I thought about it and the angel was happy to wait for me. I knew what Erindis was trying to do and I knew she could do it. She wouldn’t be as sure of herself if she couldn’t, and she had all the tools she needed to pull it off.
If she was getting close to becoming an elder god then her whims could shape the universe. If she wanted her people to be capable of killing angels then they would be, and she might not even notice.
“Come with us,” I said to the angel. “Don’t stay here. She doesn’t care about the people here and she’ll move on quickly. You can return when I’m done with her.”
“You know I can’t do that,” he said, looking at me like I was an idiot. “This is simply what I’m supposed to tell you. I wasn’t looking for you to try and make me fall.”
“You can, and you know it. And there’s nothing keeping you from coming back except stubbornness. Fall, join me, and when we’re done you can come back.”
“
I…I…”
Don’t do it, I thought. Don’t ruin another life.
But I’d already done it and I watched as the light in him died.
“The world is so small,” he said softly. “So very small.”
We moved on.
An angel in another heaven sat opposite me and refused to look at Dave, Buddy, or the new hollow man. Dave and the new guy both bowed low, unable to look at the angel’s face.
“When she passes through here she destroys it all,” the angel said. He appeared as a peasant, a field worker or other manual laborer. The heaven was a farming one, and the people walking around us were all laughing and chatting.
“Then fight back,” I said. “Get help. Mount a defense.”
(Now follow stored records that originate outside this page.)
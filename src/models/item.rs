use serde::{Deserialize, Serialize};
use uuid::Uuid;

use crate::models::dialogue::DialogueTree;

/// One unit of assessment content. The kind tag is fixed once the item enters
/// a queue; `payload` carries the variant-specific content.
#[derive(Debug, Clone, Serialize, Deserialize)]
pub struct AssessmentItem {
    #[serde(default = "Uuid::new_v4")]
    pub id: Uuid,
    #[serde(rename = "type")]
    pub kind: ItemKind,
    #[serde(flatten)]
    pub payload: ItemPayload,
}

#[derive(Debug, Clone, Copy, PartialEq, Eq, Serialize, Deserialize)]
#[serde(rename_all = "snake_case")]
pub enum ItemKind {
    MultipleChoice,
    CaseStudy,
    InteractiveDialogue,
}

#[derive(Debug, Clone, Serialize, Deserialize)]
#[serde(untagged)]
pub enum ItemPayload {
    MultipleChoice(MultipleChoicePayload),
    CaseStudy(CaseStudyPayload),
    Interactive(InteractivePayload),
}

#[derive(Debug, Clone, Serialize, Deserialize)]
pub struct MultipleChoicePayload {
    pub question: String,
    pub options: Vec<String>,
    pub correct_answer: usize,
    pub explanation: Option<String>,
    #[serde(default)]
    pub difficulty: Difficulty,
}

#[derive(Debug, Clone, Copy, PartialEq, Eq, Serialize, Deserialize, Default)]
#[serde(rename_all = "snake_case")]
pub enum Difficulty {
    Basic,
    #[default]
    Intermediate,
    Advanced,
}

#[derive(Debug, Clone, Serialize, Deserialize)]
pub struct CaseStudyPayload {
    pub context: String,
    pub sub_questions: Vec<CaseSubQuestion>,
}

#[derive(Debug, Clone, Serialize, Deserialize)]
pub struct CaseSubQuestion {
    pub prompt: String,
    pub ideal_answer: String,
}

#[derive(Debug, Clone, Serialize, Deserialize)]
pub struct InteractivePayload {
    pub context: String,
    pub tree: DialogueTree,
    /// Optional short multiple-choice quiz shown after the dialogue in the
    /// standalone flow. Empty for most items.
    #[serde(default)]
    pub follow_up_quiz: Vec<BridgingQuestion>,
}

#[derive(Debug, Clone, Serialize, Deserialize)]
pub struct BridgingQuestion {
    pub question: String,
    pub options: Vec<String>,
    pub correct_answer: usize,
}

impl AssessmentItem {
    /// Whether the payload variant agrees with the kind tag. A mismatch means
    /// the item cannot be dispatched to any adapter.
    pub fn is_consistent(&self) -> bool {
        matches!(
            (self.kind, &self.payload),
            (ItemKind::MultipleChoice, ItemPayload::MultipleChoice(_))
                | (ItemKind::CaseStudy, ItemPayload::CaseStudy(_))
                | (ItemKind::InteractiveDialogue, ItemPayload::Interactive(_))
        )
    }
}
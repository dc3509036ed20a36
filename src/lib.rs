pub mod config;
pub mod dto;
pub mod error;
pub mod models;
pub mod services;

use crate::services::content_service::ContentService;
use crate::services::grading_service::AiGradingService;
use crate::services::session_service::SessionService;
use reqwest::Client;

/// Host-facing bundle of the two remote-service clients over one shared HTTP
/// client. The session runner, dialogue engine and report aggregator are
/// plain values and need no state here.
#[derive(Clone)]
pub struct AppState {
    pub session_service: SessionService,
    pub grading_service: AiGradingService,
}

impl AppState {
    pub fn new() -> Self {
        let config = crate::config::get_config();
        let http_client = Client::builder()
            .timeout(std::time::Duration::from_secs(config.http_timeout_seconds))
            .build()
            .unwrap();

        let content_service = ContentService::new(
            config.content_api_url.clone(),
            config.content_api_key.clone(),
            http_client.clone(),
        );
        let session_service = SessionService::new(content_service);
        let grading_service = AiGradingService::new(
            config.grading_api_key.clone(),
            config.grading_model.clone(),
            http_client,
        );

        Self {
            session_service,
            grading_service,
        }
    }
}

impl Default for AppState {
    fn default() -> Self {
        Self::new()
    }
}
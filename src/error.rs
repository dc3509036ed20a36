pub type Result<T> = std::result::Result<T, Error>;

#[derive(Debug, thiserror::Error)]
pub enum Error {
    #[error("Configuration error: {0}")]
    Config(String),

    #[error("Content load error: {0}")]
    ContentLoad(String),

    #[error("Invalid dialogue state: {0}")]
    InvalidState(String),

    #[error("Grading service error: {0}")]
    GradingService(String),

    #[error("Queue corruption: {0}")]
    QueueCorruption(String),

    #[error("Validation error: {0}")]
    Validation(#[from] validator::ValidationErrors),

    #[error("JSON error: {0}")]
    Json(#[from] serde_json::Error),

    #[error(transparent)]
    Anyhow(#[from] anyhow::Error),

    #[error("HTTP error: {0}")]
    Reqwest(#[from] reqwest::Error),
}

impl Error {
    /// True for errors that end the whole session rather than the current
    /// item; the host must route to a best-effort results screen.
    pub fn is_session_fatal(&self) -> bool {
        matches!(self, Error::QueueCorruption(_))
    }

    /// True for errors the host may resolve by retrying the remote call.
    pub fn is_retryable(&self) -> bool {
        matches!(
            self,
            Error::ContentLoad(_) | Error::GradingService(_) | Error::Reqwest(_)
        )
    }
}
//! Entry Size Module
//!
//! Measures stored values against the per-entry size limit.

use std::borrow::Cow;
use std::sync::Arc;

// == Entry Size ==
/// Byte size of a value's external representation.
///
/// The cache compares this against its `max_entry_size_bytes` before
/// accepting a write.
pub trait EntrySize {
    fn entry_size(&self) -> usize;
}

impl EntrySize for String {
    fn entry_size(&self) -> usize {
        self.len()
    }
}

impl EntrySize for str {
    fn entry_size(&self) -> usize {
        self.len()
    }
}

impl EntrySize for Vec<u8> {
    fn entry_size(&self) -> usize {
        self.len()
    }
}

impl EntrySize for [u8] {
    fn entry_size(&self) -> usize {
        self.len()
    }
}

impl EntrySize for Box<str> {
    fn entry_size(&self) -> usize {
        self.len()
    }
}

impl<T: EntrySize + ?Sized> EntrySize for &T {
    fn entry_size(&self) -> usize {
        (**self).entry_size()
    }
}

impl<T: EntrySize + ?Sized> EntrySize for Arc<T> {
    fn entry_size(&self) -> usize {
        (**self).entry_size()
    }
}

impl<T: EntrySize + ToOwned + ?Sized> EntrySize for Cow<'_, T> {
    fn entry_size(&self) -> usize {
        self.as_ref().entry_size()
    }
}
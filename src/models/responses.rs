//! Response DTOs for the cache server API
//!
//! Defines the structure of outgoing HTTP response bodies.

use serde::Serialize;

/// Response body for the retrieve operation (GET /api/cache/retrieve/:key)
#[derive(Debug, Clone, Serialize)]
pub struct RetrieveResponse {
    /// The requested key
    pub key: String,
    /// The stored value
    pub value: String,
}

impl RetrieveResponse {
    /// Creates a new RetrieveResponse
    pub fn new(key: impl Into<String>, value: impl Into<String>) -> Self {
        Self {
            key: key.into(),
            value: value.into(),
        }
    }
}

/// Response body for the store operation (POST /api/cache/store)
#[derive(Debug, Clone, Serialize)]
pub struct StoreResponse {
    /// Success message
    pub message: String,
    /// The key that was stored
    pub key: String,
}

impl StoreResponse {
    /// Creates a new StoreResponse
    pub fn new(key: impl Into<String>) -> Self {
        let key = key.into();
        Self {
            message: format!("Key '{}' stored successfully", key),
            key,
        }
    }
}

/// Response body for the clear operation (DELETE /api/cache/clear)
#[derive(Debug, Clone, Serialize)]
pub struct ClearResponse {
    pub message: String,
}

impl ClearResponse {
    pub fn cleared() -> Self {
        Self {
            message: "Cache cleared and metrics reset".to_string(),
        }
    }
}

/// Response body for the status endpoint (GET /api/cache/status)
#[derive(Debug, Clone, Serialize)]
pub struct StatusResponse {
    /// Liveness status (always "running")
    pub status: String,
    /// Current timestamp in ISO 8601 format
    pub timestamp: String,
}

impl StatusResponse {
    /// Creates a new StatusResponse with current timestamp
    pub fn running() -> Self {
        Self {
            status: "running".to_string(),
            timestamp: chrono::Utc::now().to_rfc3339(),
        }
    }
}

/// Error response body for all error conditions
#[derive(Debug, Clone, Serialize)]
pub struct ErrorResponse {
    /// Error message describing what went wrong
    pub error: String,
}

impl ErrorResponse {
    /// Creates a new ErrorResponse
    pub fn new(error: impl Into<String>) -> Self {
        Self {
            error: error.into(),
        }
    }
}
“I don’t do that,” the angel said. I thought I detected a hint of sorrow in his voice. “I hide, afraid as the world is set ablaze. She takes the heartstone but makes sure she leaves no one here alive.”
“Why do that here and nowhere else?” I said.
“She is angry that you are changing things. Somehow she knows you caused my brother to fall.”
I looked over at the emaciated angel. He looked up at me in return, fear in his red eyes.
“Can it be stopped?” I said.
“No, or I wouldn’t see it. This world is destroyed and then detached, released to drift in the void.” The angel stared at the grass he was sitting on, his face a mask of anguish. “I go crazy in my loneliness. I create a false vision of this world. Scarecrows and statues in place of people. I talk to them as though they were real until even that isn’t enough. And then I kill myself.”
“Then leave. Take your people and move them one heaven away and you can all live.”
“But that won’t be their heaven, and I would have to fall. I will not fall.”
“Then you’re choosing to die.” I stood and stepped back. I wanted to get away from the creature as quickly as I could. It was weak and it was to blame for what was coming. “You’re using your free will to decide that these people should die.”
I…can’t.”
But it was enough for him to deny it. He’d broken from whatever he was meant to say. His light died.